In this study, most patients who had surgeries due to open wounds to the foot also suffered from hypertension and diabetes mellitus as comorbidity. Therefore, in such patients, the spinal block might affect the hemodynamic values more than the ankle block and pose a greater risk than the ankle block. For this reason, an ankle block is preferable to a subarachnoid block as an anesthetic technique of choice for foot surgeries in these groups of patients.

Intraoperative nausea and vomiting or postoperative nausea and vomiting are important complications because the spinal block is widely used. The underlying mechanism of nausea and vomiting is mainly due to hypotension due to sympatholysis during the neuraxial block. It could also be due to bradycardia owing to an increased vagal tone associated with the subarachnoid block. Hypotension can be prevented with adequate preloading with intravenous crystalloids. It can be treated with intravenous fluids and vasopressors. Intravenous atropine can be used to treat bradycardia. Intraoperative nausea and vomiting and postoperative nausea and vomiting can be treated with intravenous metoclopramide, Ondansetron, and droperidol.

PDPH is a major complication of neuraxial anesthesia. It was described by August Bier in 1899. The exact mechanism is not clear. However, it is postulated to be due to reduced cerebrospinal fluid (CSF) pressure due to loss of CSF in the epidural space through the dural puncture site. The decrease in CSF creates a loss of the cushioning effect normally provided by intracranial fluid. The resulting traction placed on the intracranial pain-sensitive structures elicits pain. Also, with a sudden drop in cerebrospinal fluid pressure, vasodilation of the intracranial vessels occurs to maintain a constant intracranial volume, resulting in a pathophysiology similar to a vascular headache—the beneficial effects of vasoconstrictor drugs such as caffeine and theophylline in PDPH support this mechanism. The type and size of the needle are also important factors in PDPH. The cutting needles (Quincke needles) are associated with a higher incidence of PDPH than blunt or pencil-point needles (Sprotte and Whitacre needles). The conservative treatment includes bed rest and hydration. The epidural saline and blood patch are the definitive treatment for post-dural puncture headache.

LIMITATIONS

The small sample size and being a single-center study were the limitations of this study. There is a need for a large, multi-center study on this research area in the future to validate the findings of this study. Ankle block is a superficial block and purely sensory. The patient will still be able to move their toe and foot. It requires at least 3 separate injections. Placing an ankle block is uncomfortable. The patient may require conscious sedation for analgesia and amnesia to supplement the block.

CONCLUSION

Ankle block is associated with fewer complications when compared to unilateral spinal block for foot surgeries. Ankle block allows the patient to have surgery while awake, provides good postoperative pain relief, and reduces the use of systemic intravenous or intramuscular opioids and their side effects.

Acknowledgment

We sincerely thank all the patients who participated in this study and the staff of our teaching hospital, too numerous to mention, who supported this study.

Ethical approval

The authors declare that they have taken the ethical approval and the approval number is UDUTH/HREC/2019/No.803.

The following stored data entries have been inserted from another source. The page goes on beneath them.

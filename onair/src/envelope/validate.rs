//! Envelope validation.
//!
//! Converts a loose [`EventRecord`] into a typed [`EventEnvelope`],
//! enforcing the canonical rules: known platform and kind, monetization
//! fields present with sane minimums, non-empty chat text, finite viewer
//! counts, and userId normalized to a non-empty string. Failures are typed
//! rejections; nothing here panics on bad input.

use thiserror::Error;

use super::record::EventRecord;
use super::types::{
    CountSemantics, EventData, EventEnvelope, EventKind, GiftData, Platform, UserId,
};

/// Typed rejection produced by envelope validation.
#[derive(Debug, Clone, PartialEq, Error)]
pub enum ValidationError {
    #[error("Unknown platform: {0}")]
    UnknownPlatform(String),

    #[error("Unknown event type: {0}")]
    UnknownKind(String),

    #[error("Unsupported paid alias event type: {0}")]
    UnsupportedPaidAlias(String),

    #[error("Missing event id for monetized type {0}")]
    MissingId(String),

    #[error("Missing timestamp")]
    MissingTimestamp,

    #[error("Missing or empty username")]
    MissingUsername,

    #[error("Missing or empty userId")]
    InvalidUserId,

    #[error("Missing or empty gift type")]
    MissingGiftType,

    #[error("Invalid gift count: {0}")]
    InvalidGiftCount(i64),

    #[error("Invalid amount: {0}")]
    InvalidAmount(f64),

    #[error("Missing or empty currency")]
    MissingCurrency,

    #[error("Missing or empty chat message")]
    MissingChatMessage,

    #[error("Viewer count must be a finite number")]
    InvalidViewerCount,
}

impl EventEnvelope {
    /// Validate a record and build the typed envelope.
    pub fn try_from_record(record: &EventRecord) -> Result<Self, ValidationError> {
        let platform = Platform::parse(&record.platform)?;
        let kind = EventKind::parse(&record.kind)?;

        let timestamp = record.timestamp.ok_or(ValidationError::MissingTimestamp)?;

        let (username, user_id) = if kind.is_anonymous() {
            // Stream telemetry carries no user identity.
            (String::new(), UserId::new(""))
        } else {
            let username = record
                .username
                .as_deref()
                .map(str::trim)
                .filter(|u| !u.is_empty())
                .ok_or(ValidationError::MissingUsername)?
                .to_string();
            (username, normalize_user_id(record.user_id.as_ref())?)
        };

        let data = build_data(kind, record)?;

        let id = match record.id.as_deref().map(str::trim) {
            Some(id) if !id.is_empty() => Some(id.to_string()),
            _ => None,
        };

        if kind.is_monetized() && id.is_none() {
            // Synthetic error records may omit the id.
            let is_error = data.gift().map(|g| g.is_error).unwrap_or(false);
            if !is_error {
                return Err(ValidationError::MissingId(kind.as_str().to_string()));
            }
        }

        Ok(EventEnvelope {
            platform,
            kind,
            id,
            timestamp,
            username,
            user_id,
            data,
            correlation_id: record.correlation_id.clone(),
        })
    }
}

/// Coerce `userId` to its string form: strings are trimmed, numbers take
/// their decimal representation. Empty results are rejections.
fn normalize_user_id(value: Option<&serde_json::Value>) -> Result<UserId, ValidationError> {
    let id = match value {
        Some(serde_json::Value::String(s)) => s.trim().to_string(),
        Some(serde_json::Value::Number(n)) => n.to_string(),
        _ => return Err(ValidationError::InvalidUserId),
    };

    if id.is_empty() {
        return Err(ValidationError::InvalidUserId);
    }
    Ok(UserId::new(id))
}

fn build_data(kind: EventKind, record: &EventRecord) -> Result<EventData, ValidationError> {
    let data = &record.data;

    match kind {
        EventKind::Chat => {
            let text = data
                .text
                .as_deref()
                .map(str::trim)
                .filter(|t| !t.is_empty())
                .ok_or(ValidationError::MissingChatMessage)?;
            Ok(EventData::Chat {
                text: text.to_string(),
            })
        }
        EventKind::Follow => Ok(EventData::Follow),
        EventKind::Share => Ok(EventData::Share),
        EventKind::Raid => Ok(EventData::Raid {
            viewers: data.viewers.unwrap_or(0),
        }),
        EventKind::Redemption => Ok(EventData::Redemption {
            reward: data.reward.clone().unwrap_or_default(),
            cost: data.cost.unwrap_or(0),
        }),
        EventKind::ViewerCount => {
            let count = data.count.ok_or(ValidationError::InvalidViewerCount)?;
            if !count.is_finite() || count < 0.0 {
                return Err(ValidationError::InvalidViewerCount);
            }
            Ok(EventData::ViewerCount {
                count: count as u64,
            })
        }
        EventKind::StreamStatus => Ok(EventData::StreamStatus {
            live: data.live.unwrap_or(false),
        }),
        EventKind::Gift
        | EventKind::Paypiggy
        | EventKind::GiftPaypiggy
        | EventKind::EnvelopeGift
        | EventKind::Cheer => {
            let gift = validate_gift(record)?;
            Ok(match kind {
                EventKind::Gift => EventData::Gift(gift),
                EventKind::Paypiggy => EventData::Paypiggy(gift),
                EventKind::GiftPaypiggy => EventData::GiftPaypiggy(gift),
                EventKind::EnvelopeGift => EventData::EnvelopeGift(gift),
                EventKind::Cheer => EventData::Cheer(gift),
                _ => unreachable!(),
            })
        }
    }
}

/// Monetization rules: gift type and currency non-empty after trim, count
/// at least 1 and amount non-negative. `isError` records relax the count
/// minimum to 0 (the id requirement is relaxed by the caller).
fn validate_gift(record: &EventRecord) -> Result<GiftData, ValidationError> {
    let data = &record.data;
    let is_error = data.is_error.unwrap_or(false);

    let gift_type = data
        .gift_type
        .as_deref()
        .map(str::trim)
        .filter(|t| !t.is_empty())
        .ok_or(ValidationError::MissingGiftType)?
        .to_string();

    let currency = data
        .currency
        .as_deref()
        .map(str::trim)
        .filter(|c| !c.is_empty())
        .ok_or(ValidationError::MissingCurrency)?
        .to_string();

    let raw_count = data.gift_count.unwrap_or(-1);
    let min_count = if is_error { 0 } else { 1 };
    if raw_count < min_count {
        return Err(ValidationError::InvalidGiftCount(raw_count));
    }

    let amount = data.amount.unwrap_or(-1.0);
    if !amount.is_finite() || amount < 0.0 {
        return Err(ValidationError::InvalidAmount(amount));
    }

    Ok(GiftData {
        gift_type,
        gift_count: raw_count as u64,
        amount,
        currency,
        group_id: data
            .group_id
            .as_deref()
            .map(str::trim)
            .filter(|g| !g.is_empty())
            .map(str::to_string),
        repeat_end: data.repeat_end.unwrap_or(true),
        count_semantics: if data.monotonic.unwrap_or(false) {
            CountSemantics::Monotonic
        } else {
            CountSemantics::Delta
        },
        is_error,
    })
}
//! In-process event bus.
//!
//! Synchronous topic pub/sub: `emit` invokes subscribers in registration
//! order before it returns, and every subscriber of one emit observes the
//! same value. A subscriber failure is caught and logged without affecting
//! its siblings. Re-entrant emits (a subscriber publishing while a dispatch
//! is running) are queued and delivered after the current dispatch unwinds,
//! preserving causality order per topic.
//!
//! # Design Notes
//!
//! Handlers are stored as `Arc<dyn Fn>` so a dispatch can snapshot the
//! subscriber list and run it without holding the lock. Subscribing or
//! unsubscribing from inside a handler is therefore allowed; the change
//! takes effect from the next emit.

use std::collections::{HashMap, VecDeque};
use std::sync::{Arc, Mutex, Weak};

use crate::diagnostics::DiagnosticEvent;
use crate::envelope::{EventEnvelope, Platform};

/// Error type subscribers may return; it is logged, never propagated.
pub type HandlerError = Box<dyn std::error::Error + Send + Sync>;

/// Value carried on the bus.
#[derive(Debug, Clone)]
pub enum BusMessage {
    /// A validated platform event.
    Event(EventEnvelope),
    /// A background-task failure report.
    Diagnostic(DiagnosticEvent),
}

impl BusMessage {
    /// The envelope, when this message carries one.
    pub fn envelope(&self) -> Option<&EventEnvelope> {
        match self {
            BusMessage::Event(envelope) => Some(envelope),
            BusMessage::Diagnostic(_) => None,
        }
    }
}

/// Topic name for a platform's normalized events.
pub fn platform_event_topic(platform: Platform) -> String {
    format!("{}:event", platform.as_str())
}

type Handler = Arc<dyn Fn(&BusMessage) -> Result<(), HandlerError> + Send + Sync>;

struct SubscriberEntry {
    id: u64,
    handler: Handler,
}

#[derive(Default)]
struct BusInner {
    topics: HashMap<String, Vec<SubscriberEntry>>,
    next_id: u64,
    dispatching: bool,
    pending: VecDeque<(String, BusMessage)>,
}

/// The in-process pub/sub bus.
///
/// Cloning is cheap; all clones share the same topic table.
#[derive(Clone, Default)]
pub struct EventBus {
    inner: Arc<Mutex<BusInner>>,
}

/// Handle returned by [`EventBus::subscribe`]; call
/// [`unsubscribe`](Subscription::unsubscribe) to detach the handler.
pub struct Subscription {
    id: u64,
    topic: String,
    inner: Weak<Mutex<BusInner>>,
}

impl Subscription {
    /// Detach the handler. Safe to call after the bus is gone.
    pub fn unsubscribe(self) {
        if let Some(inner) = self.inner.upgrade() {
            let mut guard = inner.lock().expect("bus lock poisoned");
            if let Some(entries) = guard.topics.get_mut(&self.topic) {
                entries.retain(|entry| entry.id != self.id);
            }
        }
    }
}

impl EventBus {
    pub fn new() -> Self {
        Self::default()
    }

    /// Register `handler` on `topic`.
    ///
    /// Handlers run in registration order on the emitter's thread.
    pub fn subscribe<F>(&self, topic: &str, handler: F) -> Subscription
    where
        F: Fn(&BusMessage) -> Result<(), HandlerError> + Send + Sync + 'static,
    {
        let mut guard = self.inner.lock().expect("bus lock poisoned");
        guard.next_id += 1;
        let id = guard.next_id;
        guard
            .topics
            .entry(topic.to_string())
            .or_default()
            .push(SubscriberEntry {
                id,
                handler: Arc::new(handler),
            });

        Subscription {
            id,
            topic: topic.to_string(),
            inner: Arc::downgrade(&self.inner),
        }
    }

    /// Number of subscribers currently registered on `topic`.
    pub fn subscriber_count(&self, topic: &str) -> usize {
        let guard = self.inner.lock().expect("bus lock poisoned");
        guard.topics.get(topic).map(|v| v.len()).unwrap_or(0)
    }

    /// Publish `message` on `topic`.
    ///
    /// If called from inside a handler, the message is queued and delivered
    /// after the current dispatch unwinds.
    pub fn emit(&self, topic: &str, message: BusMessage) {
        {
            let mut guard = self.inner.lock().expect("bus lock poisoned");
            guard.pending.push_back((topic.to_string(), message));
            if guard.dispatching {
                // A dispatch higher up the stack will drain the queue.
                return;
            }
            guard.dispatching = true;
        }

        self.drain();
    }

    /// Convenience: publish a diagnostic event on [`DIAGNOSTICS_TOPIC`]
    /// (see [`crate::diagnostics`]).
    pub fn emit_diagnostic(&self, event: DiagnosticEvent) {
        self.emit(
            crate::diagnostics::DIAGNOSTICS_TOPIC,
            BusMessage::Diagnostic(event),
        );
    }

    fn drain(&self) {
        loop {
            let next = {
                let mut guard = self.inner.lock().expect("bus lock poisoned");
                match guard.pending.pop_front() {
                    Some(item) => Some(item),
                    None => {
                        guard.dispatching = false;
                        None
                    }
                }
            };

            let Some((topic, message)) = next else {
                return;
            };

            // Snapshot so handlers can (un)subscribe without deadlocking.
            let handlers: Vec<Handler> = {
                let guard = self.inner.lock().expect("bus lock poisoned");
                guard
                    .topics
                    .get(&topic)
                    .map(|entries| entries.iter().map(|e| Arc::clone(&e.handler)).collect())
                    .unwrap_or_default()
            };

            for handler in handlers {
                if let Err(error) = handler(&message) {
                    tracing::warn!(topic = %topic, %error, "bus subscriber failed");
                }
            }
        }
    }
}

impl std::fmt::Debug for EventBus {
    fn fmt(&self, f: &mut std::fmt::Formatter<'_>) -> std::fmt::Result {
        let guard = self.inner.lock().expect("bus lock poisoned");
        f.debug_struct("EventBus")
            .field("topics", &guard.topics.len())
            .field("pending", &guard.pending.len())
            .finish()
    }
}
//! Connection state machine states.

/// State of one platform connection.
///
/// Owned by the lifecycle supervisor; other components observe it through a
/// watch channel and never write it.
#[derive(Debug, Clone, Copy, PartialEq, Eq)]
pub enum ConnectionState {
    /// No connection and no work scheduled.
    Disconnected,
    /// Probing whether the configured channel is live.
    Detecting,
    /// Adapter initialization in flight.
    Connecting,
    /// Adapter initialized and delivering events.
    Connected,
    /// Waiting out a backoff delay before the next connect attempt.
    Retrying,
    /// Terminal: stopped by request or after exhausting retries.
    Stopped,
}

impl ConnectionState {
    pub fn as_str(&self) -> &'static str {
        match self {
            ConnectionState::Disconnected => "disconnected",
            ConnectionState::Detecting => "detecting",
            ConnectionState::Connecting => "connecting",
            ConnectionState::Connected => "connected",
            ConnectionState::Retrying => "retrying",
            ConnectionState::Stopped => "stopped",
        }
    }

    /// True for states that never transition again.
    pub fn is_terminal(&self) -> bool {
        matches!(self, ConnectionState::Stopped)
    }
}

impl std::fmt::Display for ConnectionState {
    fn fmt(&self, f: &mut std::fmt::Formatter<'_>) -> std::fmt::Result {
        f.write_str(self.as_str())
    }
}

#[cfg(test)]
mod tests {
    use super::*;

    #[test]
    fn test_display_names() {
        assert_eq!(ConnectionState::Detecting.to_string(), "detecting");
        assert_eq!(ConnectionState::Stopped.to_string(), "stopped");
    }

    #[test]
    fn test_only_stopped_is_terminal() {
        assert!(ConnectionState::Stopped.is_terminal());
        assert!(!ConnectionState::Disconnected.is_terminal());
        assert!(!ConnectionState::Retrying.is_terminal());
    }
}
//! Donation goal tracking.
//!
//! Accumulates monetization totals per currency so the overlay can render
//! goal progress. Failures here must never drop a notification; the manager
//! guards every call.

use std::collections::HashMap;

/// Snapshot of accumulated donation totals.
#[derive(Debug, Clone, Default, PartialEq)]
pub struct GoalSnapshot {
    /// Total per currency code.
    pub totals: HashMap<String, f64>,
    /// Number of contributing events.
    pub contribution_count: u64,
}

/// Accumulates donation totals per currency.
#[derive(Debug, Default)]
pub struct DonationGoals {
    totals: HashMap<String, f64>,
    contribution_count: u64,
}

impl DonationGoals {
    pub fn new() -> Self {
        Self::default()
    }

    /// Record one contribution.
    ///
    /// Zero amounts still count as contributions (free gifts keep streak
    /// counters honest); negative amounts are ignored.
    pub fn record(&mut self, amount: f64, currency: &str) {
        if !amount.is_finite() || amount < 0.0 {
            return;
        }
        let code = currency.trim().to_uppercase();
        if code.is_empty() {
            return;
        }
        *self.totals.entry(code).or_insert(0.0) += amount;
        self.contribution_count += 1;
    }

    /// Current totals.
    pub fn snapshot(&self) -> GoalSnapshot {
        GoalSnapshot {
            totals: self.totals.clone(),
            contribution_count: self.contribution_count,
        }
    }

    /// Total for one currency, zero when unseen.
    pub fn total_for(&self, currency: &str) -> f64 {
        self.totals
            .get(&currency.trim().to_uppercase())
            .copied()
            .unwrap_or(0.0)
    }
}

#[cfg(test)]
mod tests {
    use super::*;

    #[test]
    fn test_totals_accumulate_per_currency() {
        let mut goals = DonationGoals::new();
        goals.record(5.0, "USD");
        goals.record(2.5, "usd");
        goals.record(10.0, "EUR");

        assert_eq!(goals.total_for("USD"), 7.5);
        assert_eq!(goals.total_for("EUR"), 10.0);
        assert_eq!(goals.snapshot().contribution_count, 3);
    }

    #[test]
    fn test_monotonic_totals_never_decrease() {
        let mut goals = DonationGoals::new();
        goals.record(5.0, "USD");
        let before = goals.total_for("USD");

        goals.record(-3.0, "USD");
        goals.record(f64::NAN, "USD");
        goals.record(0.0, "USD");

        assert!(goals.total_for("USD") >= before);
    }

    #[test]
    fn test_zero_amount_counts_contribution() {
        let mut goals = DonationGoals::new();
        goals.record(0.0, "COINS");
        assert_eq!(goals.snapshot().contribution_count, 1);
        assert_eq!(goals.total_for("COINS"), 0.0);
    }

    #[test]
    fn test_empty_currency_ignored() {
        let mut goals = DonationGoals::new();
        goals.record(5.0, "  ");
        assert_eq!(goals.snapshot().contribution_count, 0);
    }
}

Declaration of patient consent

The authors certify that they have obtained all appropriate patient consent.

Financial support and sponsorship

Nil.

Conflicts of interest

There are no conflicts of interest.

Use of artificial intelligence (AI)-assisted technology for manuscript preparation

The authors confirm that there was no use of artificial intelligence (AI)-assisted technology for assisting in the writing or editing of the manuscript and no images were manipulated using AI.